Mixed media installation, dimensions variable, installation views RIBOCA1
1st Riga Biennial of Contemporary Art
2 June – 28 October 2018
Riga, Latvia
Henrike Naumann



































Henrike Naumann was born 1984 in Zwickau (GDR). Growing up in Eastern Germany, Naumann experienced extreme-right ideology as a predominant youth culture in the 90s. Her work reflects on the history of the right-wing terrorism in Germany as well as on today‘s broad acceptance of racist ideas. She looks at the mechanisms of radicalization and how they are linked to personal experience and youth culture. Naumann explores the friction of contrary political opinion through the ambivalence of personal aesthetic taste. In her immersive installations she combines video and sound with scenographic spaces. In recent years she widened her focus to the global connectivity of youth cultures and the reversion of cultural othering.
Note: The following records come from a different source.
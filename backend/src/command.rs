use homerow::DriverError;
use std::{
    path::PathBuf,
    process::{Command, Stdio},
};

/// An external program found on `PATH`.
#[derive(Debug, Clone)]
pub struct Tool {
    name: &'static str,
    path: PathBuf,
}

impl Tool {
    pub fn locate(name: &'static str) -> Option<Self> {
        which::which(name).ok().map(|path| Self { name, path })
    }

    /// Runs the tool and returns its stdout.
    pub fn output(&self, args: &[&str]) -> Result<String, DriverError> {
        let output = Command::new(&self.path)
            .args(args)
            .stdin(Stdio::null())
            .stderr(Stdio::null())
            .output()
            .map_err(|source| DriverError::Io {
                operation: self.name,
                source,
            })?;

        if !output.status.success() {
            return Err(DriverError::Command {
                program: self.name.to_string(),
                status: output.status.to_string(),
            });
        }
        Ok(String::from_utf8_lossy(&output.stdout).into_owned())
    }

    /// Runs the tool for its side effect.
    pub fn run(&self, args: &[&str]) -> Result<(), DriverError> {
        self.output(args).map(drop)
    }
}
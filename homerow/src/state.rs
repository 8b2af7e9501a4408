//! Key state tracked across events: held modifiers and held movement/scroll keys.

use crate::{
    action::{Direction, ScrollDirection},
    key::{KeyToken, Modifier, NamedKey},
};
use rustc_hash::FxHashMap;

/// Left and right keys of one modifier.
#[derive(Debug, Clone, Copy, Default, PartialEq, Eq)]
struct Sides {
    left: bool,
    right: bool,
}

impl Sides {
    fn any(self) -> bool {
        self.left || self.right
    }
}

/// Modifier keys currently held down. Left and right keys are tracked separately, so a
/// modifier stays held until both are up.
#[derive(Debug, Clone, Copy, Default, PartialEq, Eq)]
pub struct Modifiers {
    ctrl: Sides,
    shift: Sides,
    alt: Sides,
}

impl Modifiers {
    /// Records a press or release of `token`. Tokens that are not modifiers are ignored.
    pub fn set(&mut self, token: KeyToken, held: bool) {
        let KeyToken::Named(key) = token else {
            return;
        };
        let side = match key {
            NamedKey::CtrlLeft => &mut self.ctrl.left,
            NamedKey::CtrlRight => &mut self.ctrl.right,
            NamedKey::ShiftLeft => &mut self.shift.left,
            NamedKey::ShiftRight => &mut self.shift.right,
            NamedKey::AltLeft => &mut self.alt.left,
            NamedKey::AltRight => &mut self.alt.right,
            _ => return,
        };
        *side = held;
    }

    pub fn is_held(&self, modifier: Modifier) -> bool {
        match modifier {
            Modifier::Ctrl => self.ctrl.any(),
            Modifier::Shift => self.shift.any(),
            Modifier::Alt => self.alt.any(),
        }
    }

    pub fn ctrl(&self) -> bool {
        self.ctrl.any()
    }

    pub fn shift(&self) -> bool {
        self.shift.any()
    }

    pub fn alt(&self) -> bool {
        self.alt.any()
    }
}

/// What a held key asks the movement engine to do on every tick.
#[derive(Debug, Clone, Copy, PartialEq, Eq, Hash)]
pub enum Intent {
    Move(Direction),
    Scroll(ScrollDirection),
}

/// The set of directions commanded this tick.
#[derive(Debug, Clone, Copy, Default, PartialEq, Eq)]
pub struct Directions {
    pub up: bool,
    pub down: bool,
    pub left: bool,
    pub right: bool,
}

impl Directions {
    pub fn contains(&self, direction: Direction) -> bool {
        match direction {
            Direction::Up => self.up,
            Direction::Down => self.down,
            Direction::Left => self.left,
            Direction::Right => self.right,
        }
    }

    fn insert(&mut self, direction: Direction) {
        match direction {
            Direction::Up => self.up = true,
            Direction::Down => self.down = true,
            Direction::Left => self.left = true,
            Direction::Right => self.right = true,
        }
    }

    pub fn is_empty(&self) -> bool {
        !(self.up || self.down || self.left || self.right)
    }
}

/// Held keys that drive continuous movement or scrolling.
///
/// Keyed by token, so a direction stays active while any of its keys is still down:
/// pressing `i` and `up` together and then releasing `up` keeps moving up.
#[derive(Debug, Clone, Default)]
pub struct ActiveIntents {
    held: FxHashMap<KeyToken, Intent>,
}

impl ActiveIntents {
    /// Records `token` as commanding `direction`. Returns true if the direction was not
    /// already commanded by another held key.
    pub fn press_move(&mut self, token: KeyToken, direction: Direction) -> bool {
        let was_active = self.movement().contains(direction);
        self.held.insert(token, Intent::Move(direction));
        !was_active
    }

    pub fn press_scroll(&mut self, token: KeyToken, direction: ScrollDirection) {
        self.held.insert(token, Intent::Scroll(direction));
    }

    /// Forgets `token`, returning what it was commanding.
    pub fn release(&mut self, token: &KeyToken) -> Option<Intent> {
        self.held.remove(token)
    }

    pub fn movement(&self) -> Directions {
        let mut directions = Directions::default();
        for intent in self.held.values() {
            if let Intent::Move(direction) = intent {
                directions.insert(*direction);
            }
        }
        directions
    }

    /// Net scroll direction: +1 up, -1 down, 0 when nothing or both are held.
    pub fn scroll(&self) -> i32 {
        let (mut up, mut down) = (false, false);
        for intent in self.held.values() {
            match intent {
                Intent::Scroll(ScrollDirection::Up) => up = true,
                Intent::Scroll(ScrollDirection::Down) => down = true,
                Intent::Move(_) => {},
            }
        }
        i32::from(up) - i32::from(down)
    }

    pub fn is_empty(&self) -> bool {
        self.held.is_empty()
    }

    pub fn clear(&mut self) {
        self.held.clear();
    }

    pub fn len(&self) -> usize {
        self.held.len()
    }
}

#[cfg(test)]
mod tests {
    use super::*;

    #[test]
    fn direction_survives_release_of_one_of_two_keys() {
        let mut intents = ActiveIntents::default();
        assert!(intents.press_move(KeyToken::Char('i'), Direction::Up));
        assert!(!intents.press_move(KeyToken::parse("up").unwrap(), Direction::Up));

        intents.release(&KeyToken::parse("up").unwrap());
        assert!(intents.movement().up);

        intents.release(&KeyToken::Char('i'));
        assert!(intents.movement().is_empty());
        assert!(intents.is_empty());
    }

    #[test]
    fn repeated_press_is_idempotent() {
        let mut intents = ActiveIntents::default();
        assert!(intents.press_move(KeyToken::Char('l'), Direction::Right));
        assert!(!intents.press_move(KeyToken::Char('l'), Direction::Right));
        assert_eq!(intents.len(), 1);
    }

    #[test]
    fn opposing_scroll_keys_cancel() {
        let mut intents = ActiveIntents::default();
        intents.press_scroll(KeyToken::Char('u'), ScrollDirection::Up);
        assert_eq!(intents.scroll(), 1);
        intents.press_scroll(KeyToken::Char('m'), ScrollDirection::Down);
        assert_eq!(intents.scroll(), 0);
        intents.release(&KeyToken::Char('u'));
        assert_eq!(intents.scroll(), -1);
    }

    #[test]
    fn modifiers() {
        let ctrl = KeyToken::parse("ctrl").unwrap();
        let mut modifiers = Modifiers::default();
        modifiers.set(ctrl, true);
        assert!(modifiers.is_held(Modifier::Ctrl));
        assert!(modifiers.ctrl());
        assert!(!modifiers.alt());
        modifiers.set(KeyToken::Char('a'), true);
        modifiers.set(ctrl, false);
        assert_eq!(modifiers, Modifiers::default());
    }

    #[test]
    fn modifier_held_until_both_sides_are_up() {
        let (alt, alt_r) = (
            KeyToken::parse("alt").unwrap(),
            KeyToken::parse("alt_r").unwrap(),
        );
        let mut modifiers = Modifiers::default();
        modifiers.set(alt, true);
        modifiers.set(alt_r, true);
        modifiers.set(alt, false);
        assert!(modifiers.alt());
        modifiers.set(alt_r, false);
        assert!(!modifiers.alt());
    }
}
Notable exhibitions include solo shows at the Belvedere 21 in Vienna, Kunsthaus Dahlem in Berlin, Museum Abteiberg in Mönchengladbach and Galerie Wedding, Berlin, as well as participations at the Busan Biennale (2018), Riga Biennial (2018), Steirischer Herbst, Graz (2018), 4th Ghetto Biennale at Port-Au-Prince (2015), and the 3rd Herbstsalon at Maxim Gorki Theatre Berlin (2017).
Henrike Naumann lives and works in Berlin.